[LISTED RECORDS Boundary: Start]

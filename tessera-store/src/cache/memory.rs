//! In-process shared tier.
//!
//! Stands in for a distributed cache in tests and single-process
//! deployments. Honors per-item TTLs, and can be switched into an
//! unavailable state to exercise the best-effort paths of the cache layer.

use std::collections::HashMap;
use std::sync::atomic::{AtomicBool, AtomicU64, Ordering};
use std::time::{Duration, Instant};

use async_trait::async_trait;
use parking_lot::RwLock;
use tessera_core::{CacheError, TesseraResult};

use super::traits::{CacheItem, CacheStats, SharedCache};

#[derive(Debug, Clone)]
struct StoredItem {
    value: Vec<u8>,
    expires_at: Option<Instant>,
}

impl StoredItem {
    fn is_expired(&self, now: Instant) -> bool {
        self.expires_at.is_some_and(|at| now >= at)
    }
}

/// TTL-aware shared tier held in process memory.
#[derive(Debug, Default)]
pub struct MemorySharedCache {
    items: RwLock<HashMap<String, StoredItem>>,
    default_ttl: Option<Duration>,
    unavailable: AtomicBool,
    hits: AtomicU64,
    misses: AtomicU64,
    evictions: AtomicU64,
}

impl MemorySharedCache {
    pub fn new() -> Self {
        Self::default()
    }

    /// Expiration applied to items written without their own TTL.
    pub fn with_default_ttl(mut self, ttl: Duration) -> Self {
        self.default_ttl = Some(ttl);
        self
    }

    /// Make every subsequent call fail (or succeed again).
    pub fn set_unavailable(&self, unavailable: bool) {
        self.unavailable.store(unavailable, Ordering::SeqCst);
    }

    /// Whether `key` holds a live entry. Does not count toward stats.
    pub fn contains(&self, key: &str) -> bool {
        let now = Instant::now();
        self.items
            .read()
            .get(key)
            .is_some_and(|item| !item.is_expired(now))
    }

    /// Raw bytes stored under `key`, ignoring expiry.
    pub fn raw(&self, key: &str) -> Option<Vec<u8>> {
        self.items.read().get(key).map(|item| item.value.clone())
    }

    pub fn len(&self) -> usize {
        self.items.read().len()
    }

    pub fn is_empty(&self) -> bool {
        self.items.read().is_empty()
    }

    fn check_available(&self) -> TesseraResult<()> {
        if self.unavailable.load(Ordering::SeqCst) {
            return Err(CacheError::Unavailable {
                reason: "memory shared cache switched off".to_string(),
            }
            .into());
        }
        Ok(())
    }
}

#[async_trait]
impl SharedCache for MemorySharedCache {
    async fn get_multi(&self, keys: &[String]) -> TesseraResult<HashMap<String, Vec<u8>>> {
        self.check_available()?;
        let now = Instant::now();
        let mut found = HashMap::new();
        let mut expired = Vec::new();
        {
            let items = self.items.read();
            for key in keys {
                match items.get(key) {
                    Some(item) if item.is_expired(now) => expired.push(key.clone()),
                    Some(item) => {
                        found.insert(key.clone(), item.value.clone());
                    }
                    None => {}
                }
            }
        }

        if !expired.is_empty() {
            let mut items = self.items.write();
            for key in &expired {
                if items.get(key).is_some_and(|item| item.is_expired(now)) {
                    items.remove(key);
                    self.evictions.fetch_add(1, Ordering::Relaxed);
                }
            }
        }

        self.hits.fetch_add(found.len() as u64, Ordering::Relaxed);
        self.misses
            .fetch_add((keys.len() - found.len()) as u64, Ordering::Relaxed);
        Ok(found)
    }

    async fn set_multi(&self, items: Vec<CacheItem>) -> TesseraResult<()> {
        self.check_available()?;
        let now = Instant::now();
        let mut stored = self.items.write();
        for item in items {
            let ttl = item.ttl.or(self.default_ttl);
            stored.insert(
                item.key,
                StoredItem {
                    value: item.value,
                    expires_at: ttl.map(|ttl| now + ttl),
                },
            );
        }
        Ok(())
    }

    async fn delete_multi(&self, keys: &[String]) -> TesseraResult<()> {
        self.check_available()?;
        let mut items = self.items.write();
        for key in keys {
            items.remove(key);
        }
        Ok(())
    }

    async fn flush(&self) -> TesseraResult<()> {
        self.check_available()?;
        self.items.write().clear();
        Ok(())
    }

    async fn stats(&self) -> TesseraResult<CacheStats> {
        let items = self.items.read();
        Ok(CacheStats {
            hits: self.hits.load(Ordering::Relaxed),
            misses: self.misses.load(Ordering::Relaxed),
            entry_count: items.len() as u64,
            memory_bytes: items
                .iter()
                .map(|(k, v)| (k.len() + v.value.len()) as u64)
                .sum(),
            evictions: self.evictions.load(Ordering::Relaxed),
        })
    }
}

// ============================================================================
// TESTS
// ============================================================================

[LISTED RECORDS Boundary: End]

Set down each record above without changing a single word.

RESPONSE TO THIS EXERCISE =>
filename tessera-store/src/cache/memory.rs
//! In-process shared tier.
//!
//! Stands in for a distributed cache in tests and single-process
//! deployments. Honors per-item TTLs, and can be switched into an
//! unavailable state to exercise the best-effort paths of the cache layer.

use std::collections::HashMap;
use std::sync::atomic::{AtomicBool, AtomicU64, Ordering};
use std::time::{Duration, Instant};

use async_trait::async_trait;
use parking_lot::RwLock;
use tessera_core::{CacheError, TesseraResult};

use super::traits::{CacheItem, CacheStats, SharedCache};

#[derive(Debug, Clone)]
struct StoredItem {
    value: Vec<u8>,
    expires_at: Option<Instant>,
}

impl StoredItem {
    fn is_expired(&self, now: Instant) -> bool {
        self.expires_at.is_some_and(|at| now >= at)
    }
}

/// TTL-aware shared tier held in process memory.
#[derive(Debug, Default)]
pub struct MemorySharedCache {
    items: RwLock<HashMap<String, StoredItem>>,
    default_ttl: Option<Duration>,
    unavailable: AtomicBool,
    hits: AtomicU64,
    misses: AtomicU64,
    evictions: AtomicU64,
}

impl MemorySharedCache {
    pub fn new() -> Self {
        Self::default()
    }

    /// Expiration applied to items written without their own TTL.
    pub fn with_default_ttl(mut self, ttl: Duration) -> Self {
        self.default_ttl = Some(ttl);
        self
    }

    /// Make every subsequent call fail (or succeed again).
    pub fn set_unavailable(&self, unavailable: bool) {
        self.unavailable.store(unavailable, Ordering::SeqCst);
    }

    /// Whether `key` holds a live entry. Does not count toward stats.
    pub fn contains(&self, key: &str) -> bool {
        let now = Instant::now();
        self.items
            .read()
            .get(key)
            .is_some_and(|item| !item.is_expired(now))
    }

    /// Raw bytes stored under `key`, ignoring expiry.
    pub fn raw(&self, key: &str) -> Option<Vec<u8>> {
        self.items.read().get(key).map(|item| item.value.clone())
    }

    pub fn len(&self) -> usize {
        self.items.read().len()
    }

    pub fn is_empty(&self) -> bool {
        self.items.read().is_empty()
    }

    fn check_available(&self) -> TesseraResult<()> {
        if self.unavailable.load(Ordering::SeqCst) {
            return Err(CacheError::Unavailable {
                reason: "memory shared cache switched off".to_string(),
            }
            .into());
        }
        Ok(())
    }
}

#[async_trait]
impl SharedCache for MemorySharedCache {
    async fn get_multi(&self, keys: &[String]) -> TesseraResult<HashMap<String, Vec<u8>>> {
        self.check_available()?;
        let now = Instant::now();
        let mut found = HashMap::new();
        let mut expired = Vec::new();
        {
            let items = self.items.read();
            for key in keys {
                match items.get(key) {
                    Some(item) if item.is_expired(now) => expired.push(key.clone()),
                    Some(item) => {
                        found.insert(key.clone(), item.value.clone());
                    }
                    None => {}
                }
            }
        }

        if !expired.is_empty() {
            let mut items = self.items.write();
            for key in &expired {
                if items.get(key).is_some_and(|item| item.is_expired(now)) {
                    items.remove(key);
                    self.evictions.fetch_add(1, Ordering::Relaxed);
                }
            }
        }

        self.hits.fetch_add(found.len() as u64, Ordering::Relaxed);
        self.misses
            .fetch_add((keys.len() - found.len()) as u64, Ordering::Relaxed);
        Ok(found)
    }

    async fn set_multi(&self, items: Vec<CacheItem>) -> TesseraResult<()> {
        self.check_available()?;
        let now = Instant::now();
        let mut stored = self.items.write();
        for item in items {
            let ttl = item.ttl.or(self.default_ttl);
            stored.insert(
                item.key,
                StoredItem {
                    value: item.value,
                    expires_at: ttl.map(|ttl| now + ttl),
                },
            );
        }
        Ok(())
    }

    async fn delete_multi(&self, keys: &[String]) -> TesseraResult<()> {
        self.check_available()?;
        let mut items = self.items.write();
        for key in keys {
            items.remove(key);
        }
        Ok(())
    }

    async fn flush(&self) -> TesseraResult<()> {
        self.check_available()?;
        self.items.write().clear();
        Ok(())
    }

    async fn stats(&self) -> TesseraResult<CacheStats> {
        let items = self.items.read();
        Ok(CacheStats {
            hits: self.hits.load(Ordering::Relaxed),
            misses: self.misses.load(Ordering::Relaxed),
            entry_count: items.len() as u64,
            memory_bytes: items
                .iter()
                .map(|(k, v)| (k.len() + v.value.len()) as u64)
                .sum(),
            evictions: self.evictions.load(Ordering::Relaxed),
        })
    }
}

// ============================================================================
// TESTS
// ============================================================================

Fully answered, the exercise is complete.